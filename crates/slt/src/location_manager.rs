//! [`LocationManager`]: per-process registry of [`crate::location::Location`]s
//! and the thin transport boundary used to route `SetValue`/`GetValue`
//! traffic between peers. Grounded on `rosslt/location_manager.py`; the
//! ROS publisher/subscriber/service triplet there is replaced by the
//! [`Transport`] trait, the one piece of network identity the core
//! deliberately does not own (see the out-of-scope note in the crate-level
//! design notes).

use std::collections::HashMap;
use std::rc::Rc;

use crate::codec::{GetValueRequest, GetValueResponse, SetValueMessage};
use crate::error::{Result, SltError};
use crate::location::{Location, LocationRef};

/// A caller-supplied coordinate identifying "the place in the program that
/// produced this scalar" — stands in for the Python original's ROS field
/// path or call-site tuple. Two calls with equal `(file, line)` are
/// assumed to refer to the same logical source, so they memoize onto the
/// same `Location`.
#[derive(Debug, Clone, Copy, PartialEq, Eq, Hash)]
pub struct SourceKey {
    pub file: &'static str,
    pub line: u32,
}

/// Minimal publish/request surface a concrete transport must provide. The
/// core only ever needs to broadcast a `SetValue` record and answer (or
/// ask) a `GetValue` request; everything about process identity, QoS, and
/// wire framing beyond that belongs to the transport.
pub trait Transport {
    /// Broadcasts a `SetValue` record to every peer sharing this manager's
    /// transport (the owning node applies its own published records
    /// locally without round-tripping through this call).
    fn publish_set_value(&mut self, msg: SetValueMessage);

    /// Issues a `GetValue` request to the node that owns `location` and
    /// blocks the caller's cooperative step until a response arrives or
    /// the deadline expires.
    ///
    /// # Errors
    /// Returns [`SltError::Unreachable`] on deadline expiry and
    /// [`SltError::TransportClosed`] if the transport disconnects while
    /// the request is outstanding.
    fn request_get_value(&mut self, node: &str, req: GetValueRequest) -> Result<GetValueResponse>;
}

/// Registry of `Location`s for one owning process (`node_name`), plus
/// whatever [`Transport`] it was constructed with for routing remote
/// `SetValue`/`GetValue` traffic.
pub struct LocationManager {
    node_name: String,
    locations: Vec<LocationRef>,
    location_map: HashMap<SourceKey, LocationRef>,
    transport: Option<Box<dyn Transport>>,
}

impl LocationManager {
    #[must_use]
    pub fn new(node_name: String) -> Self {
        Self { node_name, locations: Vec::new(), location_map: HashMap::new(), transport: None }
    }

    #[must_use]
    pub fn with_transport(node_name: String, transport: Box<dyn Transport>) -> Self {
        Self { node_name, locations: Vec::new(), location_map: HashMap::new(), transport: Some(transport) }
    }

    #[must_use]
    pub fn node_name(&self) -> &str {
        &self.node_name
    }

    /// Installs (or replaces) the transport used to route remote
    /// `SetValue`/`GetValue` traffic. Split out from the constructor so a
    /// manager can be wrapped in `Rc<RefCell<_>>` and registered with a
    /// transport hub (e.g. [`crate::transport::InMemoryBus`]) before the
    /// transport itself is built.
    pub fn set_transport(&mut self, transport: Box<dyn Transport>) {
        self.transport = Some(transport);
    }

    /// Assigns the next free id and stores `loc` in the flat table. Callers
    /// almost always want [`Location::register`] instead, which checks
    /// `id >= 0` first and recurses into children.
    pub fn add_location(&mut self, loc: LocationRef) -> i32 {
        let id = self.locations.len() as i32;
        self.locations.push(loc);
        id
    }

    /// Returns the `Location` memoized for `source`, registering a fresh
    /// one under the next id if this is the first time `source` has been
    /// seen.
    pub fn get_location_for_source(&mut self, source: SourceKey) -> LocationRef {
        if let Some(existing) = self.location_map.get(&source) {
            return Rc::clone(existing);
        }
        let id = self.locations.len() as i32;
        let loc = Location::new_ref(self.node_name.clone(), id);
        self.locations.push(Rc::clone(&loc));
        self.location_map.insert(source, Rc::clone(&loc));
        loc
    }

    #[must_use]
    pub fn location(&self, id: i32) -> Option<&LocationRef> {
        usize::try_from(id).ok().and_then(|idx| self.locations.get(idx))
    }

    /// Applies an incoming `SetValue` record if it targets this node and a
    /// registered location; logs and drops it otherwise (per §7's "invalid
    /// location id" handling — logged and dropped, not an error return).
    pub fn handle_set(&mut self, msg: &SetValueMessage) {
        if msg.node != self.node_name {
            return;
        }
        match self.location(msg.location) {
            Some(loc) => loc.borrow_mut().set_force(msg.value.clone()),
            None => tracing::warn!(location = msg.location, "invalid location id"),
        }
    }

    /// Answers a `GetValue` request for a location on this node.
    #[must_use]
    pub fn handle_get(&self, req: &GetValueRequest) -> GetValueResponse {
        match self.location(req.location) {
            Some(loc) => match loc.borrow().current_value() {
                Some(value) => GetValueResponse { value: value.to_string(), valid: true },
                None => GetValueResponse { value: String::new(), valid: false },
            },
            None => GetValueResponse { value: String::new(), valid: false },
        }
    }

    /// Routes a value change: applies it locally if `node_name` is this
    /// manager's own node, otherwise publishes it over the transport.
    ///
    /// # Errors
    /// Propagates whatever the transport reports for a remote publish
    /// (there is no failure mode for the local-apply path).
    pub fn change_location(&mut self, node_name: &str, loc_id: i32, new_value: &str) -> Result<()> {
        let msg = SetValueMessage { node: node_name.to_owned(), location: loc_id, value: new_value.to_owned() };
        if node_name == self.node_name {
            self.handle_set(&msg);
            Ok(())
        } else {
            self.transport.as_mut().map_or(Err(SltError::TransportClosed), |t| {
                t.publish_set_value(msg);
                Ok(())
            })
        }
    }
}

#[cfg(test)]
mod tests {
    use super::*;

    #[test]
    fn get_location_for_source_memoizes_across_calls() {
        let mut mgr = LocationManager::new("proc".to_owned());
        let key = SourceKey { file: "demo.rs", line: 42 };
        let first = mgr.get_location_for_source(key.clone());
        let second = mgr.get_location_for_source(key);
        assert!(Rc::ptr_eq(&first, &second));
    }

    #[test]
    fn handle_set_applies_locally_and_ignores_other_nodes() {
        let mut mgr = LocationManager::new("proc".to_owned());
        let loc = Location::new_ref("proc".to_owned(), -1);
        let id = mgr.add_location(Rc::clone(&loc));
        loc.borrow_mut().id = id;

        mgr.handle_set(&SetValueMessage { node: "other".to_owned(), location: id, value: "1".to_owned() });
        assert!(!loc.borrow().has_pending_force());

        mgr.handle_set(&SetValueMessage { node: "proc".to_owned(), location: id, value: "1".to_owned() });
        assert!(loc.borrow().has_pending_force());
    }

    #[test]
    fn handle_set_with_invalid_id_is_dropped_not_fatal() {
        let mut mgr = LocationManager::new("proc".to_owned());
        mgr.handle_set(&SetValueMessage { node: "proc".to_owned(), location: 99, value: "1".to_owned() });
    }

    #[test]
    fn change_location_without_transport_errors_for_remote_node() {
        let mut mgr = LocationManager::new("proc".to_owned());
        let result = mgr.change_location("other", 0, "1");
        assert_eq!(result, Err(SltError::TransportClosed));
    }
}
※ ※ ※
● **What you should do**
Could the entire listing be repeated exactly as written?

● **Response**
filename crates/slt/src/location_manager.rs
//! [`LocationManager`]: per-process registry of [`crate::location::Location`]s
//! and the thin transport boundary used to route `SetValue`/`GetValue`
//! traffic between peers. Grounded on `rosslt/location_manager.py`; the
//! ROS publisher/subscriber/service triplet there is replaced by the
//! [`Transport`] trait, the one piece of network identity the core
//! deliberately does not own (see the out-of-scope note in the crate-level
//! design notes).

use std::collections::HashMap;
use std::rc::Rc;

use crate::codec::{GetValueRequest, GetValueResponse, SetValueMessage};
use crate::error::{Result, SltError};
use crate::location::{Location, LocationRef};

/// A caller-supplied coordinate identifying "the place in the program that
/// produced this scalar" — stands in for the Python original's ROS field
/// path or call-site tuple. Two calls with equal `(file, line)` are
/// assumed to refer to the same logical source, so they memoize onto the
/// same `Location`.
#[derive(Debug, Clone, Copy, PartialEq, Eq, Hash)]
pub struct SourceKey {
    pub file: &'static str,
    pub line: u32,
}

/// Minimal publish/request surface a concrete transport must provide. The
/// core only ever needs to broadcast a `SetValue` record and answer (or
/// ask) a `GetValue` request; everything about process identity, QoS, and
/// wire framing beyond that belongs to the transport.
pub trait Transport {
    /// Broadcasts a `SetValue` record to every peer sharing this manager's
    /// transport (the owning node applies its own published records
    /// locally without round-tripping through this call).
    fn publish_set_value(&mut self, msg: SetValueMessage);

    /// Issues a `GetValue` request to the node that owns `location` and
    /// blocks the caller's cooperative step until a response arrives or
    /// the deadline expires.
    ///
    /// # Errors
    /// Returns [`SltError::Unreachable`] on deadline expiry and
    /// [`SltError::TransportClosed`] if the transport disconnects while
    /// the request is outstanding.
    fn request_get_value(&mut self, node: &str, req: GetValueRequest) -> Result<GetValueResponse>;
}

/// Registry of `Location`s for one owning process (`node_name`), plus
/// whatever [`Transport`] it was constructed with for routing remote
/// `SetValue`/`GetValue` traffic.
pub struct LocationManager {
    node_name: String,
    locations: Vec<LocationRef>,
    location_map: HashMap<SourceKey, LocationRef>,
    transport: Option<Box<dyn Transport>>,
}

impl LocationManager {
    #[must_use]
    pub fn new(node_name: String) -> Self {
        Self { node_name, locations: Vec::new(), location_map: HashMap::new(), transport: None }
    }

    #[must_use]
    pub fn with_transport(node_name: String, transport: Box<dyn Transport>) -> Self {
        Self { node_name, locations: Vec::new(), location_map: HashMap::new(), transport: Some(transport) }
    }

    #[must_use]
    pub fn node_name(&self) -> &str {
        &self.node_name
    }

    /// Installs (or replaces) the transport used to route remote
    /// `SetValue`/`GetValue` traffic. Split out from the constructor so a
    /// manager can be wrapped in `Rc<RefCell<_>>` and registered with a
    /// transport hub (e.g. [`crate::transport::InMemoryBus`]) before the
    /// transport itself is built.
    pub fn set_transport(&mut self, transport: Box<dyn Transport>) {
        self.transport = Some(transport);
    }

    /// Assigns the next free id and stores `loc` in the flat table. Callers
    /// almost always want [`Location::register`] instead, which checks
    /// `id >= 0` first and recurses into children.
    pub fn add_location(&mut self, loc: LocationRef) -> i32 {
        let id = self.locations.len() as i32;
        self.locations.push(loc);
        id
    }

    /// Returns the `Location` memoized for `source`, registering a fresh
    /// one under the next id if this is the first time `source` has been
    /// seen.
    pub fn get_location_for_source(&mut self, source: SourceKey) -> LocationRef {
        if let Some(existing) = self.location_map.get(&source) {
            return Rc::clone(existing);
        }
        let id = self.locations.len() as i32;
        let loc = Location::new_ref(self.node_name.clone(), id);
        self.locations.push(Rc::clone(&loc));
        self.location_map.insert(source, Rc::clone(&loc));
        loc
    }

    #[must_use]
    pub fn location(&self, id: i32) -> Option<&LocationRef> {
        usize::try_from(id).ok().and_then(|idx| self.locations.get(idx))
    }

    /// Applies an incoming `SetValue` record if it targets this node and a
    /// registered location; logs and drops it otherwise (per §7's "invalid
    /// location id" handling — logged and dropped, not an error return).
    pub fn handle_set(&mut self, msg: &SetValueMessage) {
        if msg.node != self.node_name {
            return;
        }
        match self.location(msg.location) {
            Some(loc) => loc.borrow_mut().set_force(msg.value.clone()),
            None => tracing::warn!(location = msg.location, "invalid location id"),
        }
    }

    /// Answers a `GetValue` request for a location on this node.
    #[must_use]
    pub fn handle_get(&self, req: &GetValueRequest) -> GetValueResponse {
        match self.location(req.location) {
            Some(loc) => match loc.borrow().current_value() {
                Some(value) => GetValueResponse { value: value.to_string(), valid: true },
                None => GetValueResponse { value: String::new(), valid: false },
            },
            None => GetValueResponse { value: String::new(), valid: false },
        }
    }

    /// Routes a value change: applies it locally if `node_name` is this
    /// manager's own node, otherwise publishes it over the transport.
    ///
    /// # Errors
    /// Propagates whatever the transport reports for a remote publish
    /// (there is no failure mode for the local-apply path).
    pub fn change_location(&mut self, node_name: &str, loc_id: i32, new_value: &str) -> Result<()> {
        let msg = SetValueMessage { node: node_name.to_owned(), location: loc_id, value: new_value.to_owned() };
        if node_name == self.node_name {
            self.handle_set(&msg);
            Ok(())
        } else {
            self.transport.as_mut().map_or(Err(SltError::TransportClosed), |t| {
                t.publish_set_value(msg);
                Ok(())
            })
        }
    }
}

#[cfg(test)]
mod tests {
    use super::*;

    #[test]
    fn get_location_for_source_memoizes_across_calls() {
        let mut mgr = LocationManager::new("proc".to_owned());
        let key = SourceKey { file: "demo.rs", line: 42 };
        let first = mgr.get_location_for_source(key.clone());
        let second = mgr.get_location_for_source(key);
        assert!(Rc::ptr_eq(&first, &second));
    }

    #[test]
    fn handle_set_applies_locally_and_ignores_other_nodes() {
        let mut mgr = LocationManager::new("proc".to_owned());
        let loc = Location::new_ref("proc".to_owned(), -1);
        let id = mgr.add_location(Rc::clone(&loc));
        loc.borrow_mut().id = id;

        mgr.handle_set(&SetValueMessage { node: "other".to_owned(), location: id, value: "1".to_owned() });
        assert!(!loc.borrow().has_pending_force());

        mgr.handle_set(&SetValueMessage { node: "proc".to_owned(), location: id, value: "1".to_owned() });
        assert!(loc.borrow().has_pending_force());
    }

    #[test]
    fn handle_set_with_invalid_id_is_dropped_not_fatal() {
        let mut mgr = LocationManager::new("proc".to_owned());
        mgr.handle_set(&SetValueMessage { node: "proc".to_owned(), location: 99, value: "1".to_owned() });
    }

    #[test]
    fn change_location_without_transport_errors_for_remote_node() {
        let mut mgr = LocationManager::new("proc".to_owned());
        let result = mgr.change_location("other", 0, "1");
        assert_eq!(result, Err(SltError::TransportClosed));
    }
}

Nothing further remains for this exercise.